Go to the line holding "filename crates/canvasink-core/src/crop.rs" in the entries below and write out exactly every line down to and including the line holding "new origin and".

## Working data
_ _ _ _ _ _ _
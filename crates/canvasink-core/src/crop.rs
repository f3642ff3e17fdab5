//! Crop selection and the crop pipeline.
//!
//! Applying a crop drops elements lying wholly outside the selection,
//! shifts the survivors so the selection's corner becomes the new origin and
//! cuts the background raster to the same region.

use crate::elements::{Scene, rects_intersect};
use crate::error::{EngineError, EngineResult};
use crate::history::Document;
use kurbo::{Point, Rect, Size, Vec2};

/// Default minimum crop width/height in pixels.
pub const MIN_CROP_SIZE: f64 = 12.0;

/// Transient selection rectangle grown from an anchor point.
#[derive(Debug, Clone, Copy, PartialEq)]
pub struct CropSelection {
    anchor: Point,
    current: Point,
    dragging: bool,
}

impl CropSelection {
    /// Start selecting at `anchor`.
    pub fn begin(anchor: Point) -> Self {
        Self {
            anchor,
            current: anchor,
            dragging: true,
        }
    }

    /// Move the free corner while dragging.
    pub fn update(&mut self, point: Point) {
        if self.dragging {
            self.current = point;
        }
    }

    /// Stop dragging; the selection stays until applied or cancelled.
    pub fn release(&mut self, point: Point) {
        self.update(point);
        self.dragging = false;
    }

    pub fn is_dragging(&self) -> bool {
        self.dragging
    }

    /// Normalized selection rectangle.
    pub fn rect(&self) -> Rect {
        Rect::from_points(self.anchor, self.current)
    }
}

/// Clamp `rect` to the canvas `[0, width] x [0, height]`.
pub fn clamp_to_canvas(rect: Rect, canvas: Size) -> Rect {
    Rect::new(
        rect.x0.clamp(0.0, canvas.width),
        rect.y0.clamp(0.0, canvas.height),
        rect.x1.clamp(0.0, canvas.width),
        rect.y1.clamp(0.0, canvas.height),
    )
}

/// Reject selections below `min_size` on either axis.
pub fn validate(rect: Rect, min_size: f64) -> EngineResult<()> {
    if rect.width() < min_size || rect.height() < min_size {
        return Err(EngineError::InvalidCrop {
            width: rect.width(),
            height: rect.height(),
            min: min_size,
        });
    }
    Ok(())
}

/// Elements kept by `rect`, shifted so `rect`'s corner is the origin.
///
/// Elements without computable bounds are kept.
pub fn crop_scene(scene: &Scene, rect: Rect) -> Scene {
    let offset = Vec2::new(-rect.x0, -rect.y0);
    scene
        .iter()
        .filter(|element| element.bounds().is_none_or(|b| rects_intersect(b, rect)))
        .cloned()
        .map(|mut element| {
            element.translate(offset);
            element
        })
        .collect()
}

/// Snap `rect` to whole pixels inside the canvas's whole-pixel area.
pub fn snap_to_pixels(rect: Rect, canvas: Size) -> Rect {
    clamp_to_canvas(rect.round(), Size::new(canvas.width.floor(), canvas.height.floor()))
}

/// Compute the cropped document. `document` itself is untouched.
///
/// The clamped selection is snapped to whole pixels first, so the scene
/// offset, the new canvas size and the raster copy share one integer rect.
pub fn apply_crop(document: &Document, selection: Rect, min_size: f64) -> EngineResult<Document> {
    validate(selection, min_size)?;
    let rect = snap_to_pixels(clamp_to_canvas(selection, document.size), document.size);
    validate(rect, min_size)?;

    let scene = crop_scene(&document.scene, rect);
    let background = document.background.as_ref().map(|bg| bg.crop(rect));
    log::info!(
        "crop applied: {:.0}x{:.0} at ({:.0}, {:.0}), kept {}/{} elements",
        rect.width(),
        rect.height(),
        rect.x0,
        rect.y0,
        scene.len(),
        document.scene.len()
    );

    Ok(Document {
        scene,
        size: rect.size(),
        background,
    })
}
_ _ _ _ _ _ _
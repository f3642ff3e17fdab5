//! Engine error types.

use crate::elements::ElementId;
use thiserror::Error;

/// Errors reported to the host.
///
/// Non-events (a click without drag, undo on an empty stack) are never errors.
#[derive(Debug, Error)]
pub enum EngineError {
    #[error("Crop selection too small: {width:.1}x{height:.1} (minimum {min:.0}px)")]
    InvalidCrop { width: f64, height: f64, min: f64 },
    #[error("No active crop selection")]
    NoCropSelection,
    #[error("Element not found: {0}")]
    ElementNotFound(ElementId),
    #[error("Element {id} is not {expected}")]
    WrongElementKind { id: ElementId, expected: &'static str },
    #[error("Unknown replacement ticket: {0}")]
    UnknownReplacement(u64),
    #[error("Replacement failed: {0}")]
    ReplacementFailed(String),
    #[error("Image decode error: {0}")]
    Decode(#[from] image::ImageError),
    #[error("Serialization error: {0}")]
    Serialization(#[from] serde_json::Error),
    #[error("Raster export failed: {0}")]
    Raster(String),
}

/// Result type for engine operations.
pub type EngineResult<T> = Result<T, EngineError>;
_ _ _ _ _ _ _
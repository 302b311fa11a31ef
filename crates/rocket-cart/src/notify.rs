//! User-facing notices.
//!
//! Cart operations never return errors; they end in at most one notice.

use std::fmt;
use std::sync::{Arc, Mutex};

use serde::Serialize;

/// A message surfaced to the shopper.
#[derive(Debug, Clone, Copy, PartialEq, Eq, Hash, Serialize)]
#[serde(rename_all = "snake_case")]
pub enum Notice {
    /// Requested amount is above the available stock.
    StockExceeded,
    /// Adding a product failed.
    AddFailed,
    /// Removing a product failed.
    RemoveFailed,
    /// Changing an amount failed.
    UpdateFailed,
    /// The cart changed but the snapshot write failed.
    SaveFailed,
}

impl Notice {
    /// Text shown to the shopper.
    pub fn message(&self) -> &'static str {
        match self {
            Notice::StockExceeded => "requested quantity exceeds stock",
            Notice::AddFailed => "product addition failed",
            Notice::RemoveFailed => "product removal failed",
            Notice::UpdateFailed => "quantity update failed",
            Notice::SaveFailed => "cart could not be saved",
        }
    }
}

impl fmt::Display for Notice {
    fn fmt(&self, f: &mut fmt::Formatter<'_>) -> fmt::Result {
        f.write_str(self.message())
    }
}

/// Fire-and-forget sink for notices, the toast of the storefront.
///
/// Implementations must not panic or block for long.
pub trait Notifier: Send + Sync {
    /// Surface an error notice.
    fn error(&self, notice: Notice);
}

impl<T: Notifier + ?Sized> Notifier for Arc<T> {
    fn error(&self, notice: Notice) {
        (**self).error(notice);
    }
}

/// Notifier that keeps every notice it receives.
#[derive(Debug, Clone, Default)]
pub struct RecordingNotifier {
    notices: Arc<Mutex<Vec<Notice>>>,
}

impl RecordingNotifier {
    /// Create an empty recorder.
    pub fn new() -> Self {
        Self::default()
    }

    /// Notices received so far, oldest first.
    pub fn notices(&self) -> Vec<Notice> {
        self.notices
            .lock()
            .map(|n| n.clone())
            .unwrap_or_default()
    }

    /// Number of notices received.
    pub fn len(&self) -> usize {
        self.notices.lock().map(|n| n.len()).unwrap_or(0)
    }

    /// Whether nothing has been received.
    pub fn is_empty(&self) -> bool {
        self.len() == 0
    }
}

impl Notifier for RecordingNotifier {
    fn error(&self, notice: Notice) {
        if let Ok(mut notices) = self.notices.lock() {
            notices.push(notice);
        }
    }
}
_ _ _ _ _ _ _
## Exercise response
filename crates/canvasink-core/src/crop.rs
repository f3642ff3e17fdab5
//! Crop selection and the crop pipeline.
//!
//! Applying a crop drops elements lying wholly outside the selection,
//! shifts the survivors so the selection's corner becomes the new origin and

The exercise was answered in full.